> Problem description
Say how many lines in the entries contain "join", giving only the number.

> Collected data entries
//! Bounded FIFO of timestamped results, released against the sink clock.

use crate::pipeline::types::Timestamped;
use crossbeam_channel::Receiver;
use std::collections::VecDeque;
use std::time::Instant;

/// Fixed-capacity queue that hands out entries once their timestamp is due.
///
/// When full, pushing evicts the oldest entry.
#[derive(Debug)]
pub struct TimedDataQueue<T> {
    entries: VecDeque<T>,
    capacity: usize,
    evicted: u64,
}

impl<T: Timestamped> TimedDataQueue<T> {
    /// Creates a queue holding at most `capacity` entries (at least one).
    pub fn new(capacity: usize) -> Self {
        let capacity = capacity.max(1);
        Self {
            entries: VecDeque::with_capacity(capacity),
            capacity,
            evicted: 0,
        }
    }

    /// Appends an entry, returning the oldest one if it had to be evicted.
    pub fn push(&mut self, item: T) -> Option<T> {
        let evicted = if self.entries.len() >= self.capacity {
            self.evicted += 1;
            self.entries.pop_front()
        } else {
            None
        };
        self.entries.push_back(item);
        evicted
    }

    /// Removes and returns, in arrival order, entries stamped at or before `t`.
    ///
    /// Stops at the first newer entry even if older ones follow it.
    pub fn fetch_up_to(&mut self, t: Instant) -> Vec<T> {
        let due = self
            .entries
            .iter()
            .take_while(|entry| entry.timestamp() <= t)
            .count();
        self.entries.drain(..due).collect()
    }

    /// Like [`fetch_up_to`](Self::fetch_up_to) but keeps only the freshest due entry.
    pub fn fetch_latest_up_to(&mut self, t: Instant) -> Option<T> {
        self.fetch_up_to(t).pop()
    }

    /// Moves everything currently waiting in `rx` into the queue.
    ///
    /// Returns the number of entries received.
    pub fn drain_from(&mut self, rx: &Receiver<T>) -> usize {
        let mut received = 0;
        for item in rx.try_iter() {
            self.push(item);
            received += 1;
        }
        received
    }

    pub fn len(&self) -> usize {
        self.entries.len()
    }

    pub fn is_empty(&self) -> bool {
        self.entries.is_empty()
    }

    pub fn capacity(&self) -> usize {
        self.capacity
    }

    /// Total number of entries evicted because the queue was full.
    pub fn evicted(&self) -> u64 {
        self.evicted
    }

    pub fn clear(&mut self) {
        self.entries.clear();
    }
}
//! Command-line interface for audioscope
//!
//! Provides argument parsing using clap derive macros.

use clap::{Parser, Subcommand};
use std::path::PathBuf;
use std::time::Duration;

/// Live audio level and spectrum monitor
#[derive(Parser, Debug)]
#[command(name = "audioscope", version, about = "Live audio level and spectrum monitor")]
pub struct Cli {
    /// Subcommand to execute
    #[command(subcommand)]
    pub command: Commands,

    /// Path to configuration file
    #[arg(long, global = true, value_name = "PATH")]
    pub config: Option<PathBuf>,

    /// Suppress output (quiet mode)
    #[arg(short, long, global = true)]
    pub quiet: bool,

    /// Verbose logging (-v: info, -vv: debug, -vvv: trace)
    #[arg(short, long, global = true, action = clap::ArgAction::Count)]
    pub verbose: u8,
}

#[derive(Subcommand, Debug)]
pub enum Commands {
    /// List audio input and output devices
    Devices,

    /// Capture, analyze and print levels as they become audible
    Monitor {
        /// Audio input device (e.g., hw:0)
        #[arg(long, value_name = "DEVICE")]
        input_device: Option<String>,

        /// Audio output device used for monitoring
        #[arg(long, value_name = "DEVICE")]
        output_device: Option<String>,

        /// Don't play the captured audio
        #[arg(long)]
        no_output: bool,

        /// How long to run (default: 10s). Examples: 30s, 5m, 1h30m
        #[arg(long, short = 'd', value_name = "DURATION", default_value = "10s", value_parser = parse_duration)]
        duration: Duration,

        /// Use a generated sine of this frequency instead of a capture device
        #[arg(long, value_name = "HZ")]
        synthetic: Option<f32>,
    },
}

/// Parse a duration string.
///
/// Supports any duration format accepted by `humantime`: bare numbers (seconds),
/// single-unit (`30s`, `5m`, `2h`), and compound (`1h30m`, `2m30s`).
fn parse_duration(s: &str) -> Result<Duration, String> {
    let s = s.trim();
    // Bare number → seconds
    if let Ok(secs) = s.parse::<u64>() {
        return Ok(Duration::from_secs(secs));
    }
    humantime::parse_duration(s).map_err(|e| e.to_string())
}
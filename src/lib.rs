//! audioscope - live audio level and spectrum monitoring
//!
//! Captures audio on a device-derived clock, fans it out to RMS and FFT
//! processors and replays it to an output device, so results can be shown
//! when the audio they describe is actually heard.

#![warn(clippy::unwrap_used)]
#![warn(clippy::expect_used)]
#![warn(clippy::let_underscore_must_use)]

pub mod audio;
pub mod clock;
pub mod config;
pub mod defaults;
pub mod engine;
pub mod error;
pub mod pipeline;

#[cfg(feature = "cli")]
pub mod cli;

// Composition root for the binary
#[cfg(feature = "cli")]
pub mod app;

// Core traits (source → pipe → sink)
pub use audio::device::{CaptureDevice, RenderDevice, RenderDeviceFactory};
pub use audio::source::{AudioInputSource, AudioSource, InputSource};

// Control surface
pub use engine::{Engine, EngineConfig, EngineState};

// Error handling
pub use error::{AudioscopeError, Result};

// Config
pub use config::Config;

// Results
pub use pipeline::queue::TimedDataQueue;
pub use pipeline::types::{RealFftBlock, RmsBlock, SampleBlock, Timestamped};

// Station framework (for custom processors)
pub use pipeline::error::{ErrorReporter, StationError};
pub use pipeline::station::Station;

/// Build version string with optional git commit hash.
///
/// Returns `"0.1.0+abc1234"` when git hash is available, `"0.1.0"` otherwise.
pub fn version_string() -> String {
    let version = env!("CARGO_PKG_VERSION");
    match option_env!("GIT_HASH") {
        Some(hash) if !hash.is_empty() => format!("{}+{}", version, hash),
        _ => version.to_string(),
    }
}
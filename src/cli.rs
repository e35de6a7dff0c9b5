use std::path::PathBuf;

use clap::Parser;

/// Writes the sample files used to check a file previewer by hand.
#[derive(Parser, Debug)]
#[command(name = "preview-fixtures", version, about = "Generate preview test files")]
pub struct Cli {
    /// Directory to create `test_preview_files` in (defaults to the current directory).
    #[arg(value_name = "BASE")]
    pub base: Option<PathBuf>,
}

pub fn parse() -> Cli {
    Cli::parse()
}

#[cfg(test)]
mod tests {
    use super::*;

    #[test]
    fn no_arguments_means_no_base() {
        let cli = Cli::try_parse_from(["preview-fixtures"]).unwrap();
        assert!(cli.base.is_none());
    }

    #[test]
    fn positional_base_is_captured() {
        let cli = Cli::try_parse_from(["preview-fixtures", "/tmp/somewhere"]).unwrap();
        assert_eq!(cli.base, Some(PathBuf::from("/tmp/somewhere")));
    }

    #[test]
    fn unknown_flags_are_rejected() {
        assert!(Cli::try_parse_from(["preview-fixtures", "--count", "3"]).is_err());
    }
}
mod cli;
mod fixtures;
mod generator;
mod logging;
mod runner;
mod util;

fn main() -> anyhow::Result<()> {
    logging::init();
    let cli = cli::parse();
    runner::run(cli)
}
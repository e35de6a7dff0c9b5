/// Filesystem helpers shared by the generator.
pub mod fs {
    use std::fs;

    use anyhow::{Context, Result};
    use camino::Utf8Path;

    /// Ensure a directory exists, creating it recursively if needed.
    pub fn ensure_dir(path: &Utf8Path) -> Result<()> {
        fs::create_dir_all(path).with_context(|| format!("creating directory {}", path))
    }

    /// Write `bytes` to `destination`, replacing any existing file.
    pub fn write_file(destination: &Utf8Path, bytes: &[u8]) -> Result<()> {
        fs::write(destination, bytes).with_context(|| format!("writing {}", destination))
    }
}
use std::env;
use std::io::Write;

use anyhow::{Context, Result, anyhow};
use camino::{Utf8Path, Utf8PathBuf};
use tracing::{debug, info};

use crate::fixtures;
use crate::util::fs::{ensure_dir, write_file};

/// Folder created beneath the base directory.
pub const OUTPUT_DIR_NAME: &str = "test_preview_files";

const PREVIEWER: &str = "OfflineProjectManager";

fn separator() -> String {
    "-".repeat(50)
}

/// Absolute path of the output folder for `hint`, or for the current directory.
pub fn resolve_output_dir(hint: Option<&Utf8Path>) -> Result<Utf8PathBuf> {
    let base = match hint {
        Some(path) if path.is_absolute() => path.to_owned(),
        other => {
            let cwd = env::current_dir().context("determining current directory")?;
            let cwd = Utf8PathBuf::from_path_buf(cwd)
                .map_err(|_| anyhow!("current directory not valid UTF-8"))?;
            match other {
                Some(relative) => cwd.join(relative),
                None => cwd,
            }
        }
    };
    Ok(base.join(OUTPUT_DIR_NAME))
}

/// Write every fixture into the output folder, reporting each file to `out`.
///
/// Existing files are overwritten. The first I/O failure aborts the run;
/// fixtures after it are not attempted.
pub fn generate<W: Write>(hint: Option<&Utf8Path>, out: &mut W) -> Result<Utf8PathBuf> {
    let dir = resolve_output_dir(hint)?;
    let files = fixtures::all()?;
    ensure_dir(&dir)?;

    writeln!(out, "Creating test files in: {}", dir)?;
    writeln!(out, "{}", separator())?;

    for fixture in &files {
        let destination = dir.join(fixture.name);
        write_file(&destination, &fixture.content)?;
        debug!(file = fixture.name, bytes = fixture.content.len(), "fixture written");
        writeln!(out, "✅ Created: {}", destination)?;
    }

    writeln!(out, "{}", separator())?;
    out.write_all(summary(&dir).as_bytes())?;
    out.flush()?;

    info!(dir = %dir, count = files.len(), "preview fixtures ready");
    Ok(dir)
}

/// Closing instructions printed after the per-file lines.
pub fn summary(dir: &Utf8Path) -> String {
    format!(
        "\n🎉 Test files created successfully!\n\
         \n\
         To test preview functionality:\n\
         1. Open {PREVIEWER}\n\
         2. Create or open a project\n\
         3. Add folder: {dir}\n\
         4. Click on each file to test preview\n"
    )
}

> Solution
3